__EXERCISE DIRECTIONS__:
Copy exactly, please, the lines of the data from its start through the line containing "use serde::Serialize;".

Saved entries:

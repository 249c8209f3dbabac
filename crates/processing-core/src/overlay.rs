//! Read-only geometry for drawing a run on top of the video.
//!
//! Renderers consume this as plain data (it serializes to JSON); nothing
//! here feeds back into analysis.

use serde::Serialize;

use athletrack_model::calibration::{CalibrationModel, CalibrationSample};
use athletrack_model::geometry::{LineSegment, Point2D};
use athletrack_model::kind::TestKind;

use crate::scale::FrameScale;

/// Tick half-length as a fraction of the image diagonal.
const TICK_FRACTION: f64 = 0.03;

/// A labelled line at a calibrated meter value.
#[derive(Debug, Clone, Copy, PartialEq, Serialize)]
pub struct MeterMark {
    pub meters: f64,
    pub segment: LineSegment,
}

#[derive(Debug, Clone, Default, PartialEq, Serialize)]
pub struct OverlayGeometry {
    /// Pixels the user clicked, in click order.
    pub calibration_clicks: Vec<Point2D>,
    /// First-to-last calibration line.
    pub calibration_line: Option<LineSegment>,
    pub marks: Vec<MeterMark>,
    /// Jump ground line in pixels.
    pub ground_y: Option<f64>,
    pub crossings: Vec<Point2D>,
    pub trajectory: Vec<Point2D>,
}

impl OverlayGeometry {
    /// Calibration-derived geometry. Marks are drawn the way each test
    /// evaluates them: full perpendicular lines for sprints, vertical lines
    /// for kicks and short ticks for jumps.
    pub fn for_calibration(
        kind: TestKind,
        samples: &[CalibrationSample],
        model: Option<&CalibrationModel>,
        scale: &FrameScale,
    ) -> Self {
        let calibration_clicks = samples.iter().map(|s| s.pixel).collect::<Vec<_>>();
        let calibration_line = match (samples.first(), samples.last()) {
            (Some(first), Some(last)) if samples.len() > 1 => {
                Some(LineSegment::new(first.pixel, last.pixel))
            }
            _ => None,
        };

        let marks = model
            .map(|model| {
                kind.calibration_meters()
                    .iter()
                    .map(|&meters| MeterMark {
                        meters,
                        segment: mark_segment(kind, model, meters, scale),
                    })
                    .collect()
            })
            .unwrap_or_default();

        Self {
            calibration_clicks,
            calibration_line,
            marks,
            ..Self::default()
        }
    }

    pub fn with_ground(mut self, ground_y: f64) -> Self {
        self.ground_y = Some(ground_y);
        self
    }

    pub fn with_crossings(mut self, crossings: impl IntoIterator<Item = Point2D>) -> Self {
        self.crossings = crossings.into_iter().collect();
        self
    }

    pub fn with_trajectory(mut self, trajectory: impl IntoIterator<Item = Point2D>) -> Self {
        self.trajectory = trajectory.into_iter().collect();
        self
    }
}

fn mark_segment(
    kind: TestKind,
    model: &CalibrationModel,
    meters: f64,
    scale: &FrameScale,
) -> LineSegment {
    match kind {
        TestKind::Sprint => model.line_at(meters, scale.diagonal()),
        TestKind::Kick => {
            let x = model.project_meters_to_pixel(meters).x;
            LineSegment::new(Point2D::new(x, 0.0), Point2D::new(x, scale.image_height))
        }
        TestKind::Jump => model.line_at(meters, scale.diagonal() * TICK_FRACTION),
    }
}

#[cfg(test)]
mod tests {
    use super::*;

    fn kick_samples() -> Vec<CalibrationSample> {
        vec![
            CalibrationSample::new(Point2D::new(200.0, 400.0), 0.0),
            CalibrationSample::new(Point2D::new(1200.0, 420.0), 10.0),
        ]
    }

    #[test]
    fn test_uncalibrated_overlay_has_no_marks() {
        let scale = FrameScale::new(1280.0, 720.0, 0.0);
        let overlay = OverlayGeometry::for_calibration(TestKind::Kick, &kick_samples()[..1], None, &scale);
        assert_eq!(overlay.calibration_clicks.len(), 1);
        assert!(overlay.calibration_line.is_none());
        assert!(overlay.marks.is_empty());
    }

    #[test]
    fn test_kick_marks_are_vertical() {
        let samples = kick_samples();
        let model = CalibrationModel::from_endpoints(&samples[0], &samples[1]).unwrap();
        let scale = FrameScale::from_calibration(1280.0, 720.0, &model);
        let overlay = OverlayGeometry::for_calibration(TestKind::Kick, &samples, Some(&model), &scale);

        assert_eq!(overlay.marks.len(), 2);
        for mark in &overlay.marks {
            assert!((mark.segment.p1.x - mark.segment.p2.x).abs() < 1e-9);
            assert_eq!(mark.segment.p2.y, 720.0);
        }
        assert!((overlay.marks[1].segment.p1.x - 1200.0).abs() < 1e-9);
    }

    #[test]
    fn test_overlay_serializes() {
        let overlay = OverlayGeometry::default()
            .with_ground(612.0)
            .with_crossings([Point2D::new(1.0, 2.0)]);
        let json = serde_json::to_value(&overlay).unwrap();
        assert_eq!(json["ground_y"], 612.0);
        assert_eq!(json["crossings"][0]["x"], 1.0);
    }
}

__SOLUTION TO THIS PROBLEM__:
repository 249c8209f3dbabac
filename crates/processing-core/src/overlay.rs
//! Read-only geometry for drawing a run on top of the video.
//!
//! Renderers consume this as plain data (it serializes to JSON); nothing
//! here feeds back into analysis.

use serde::Serialize;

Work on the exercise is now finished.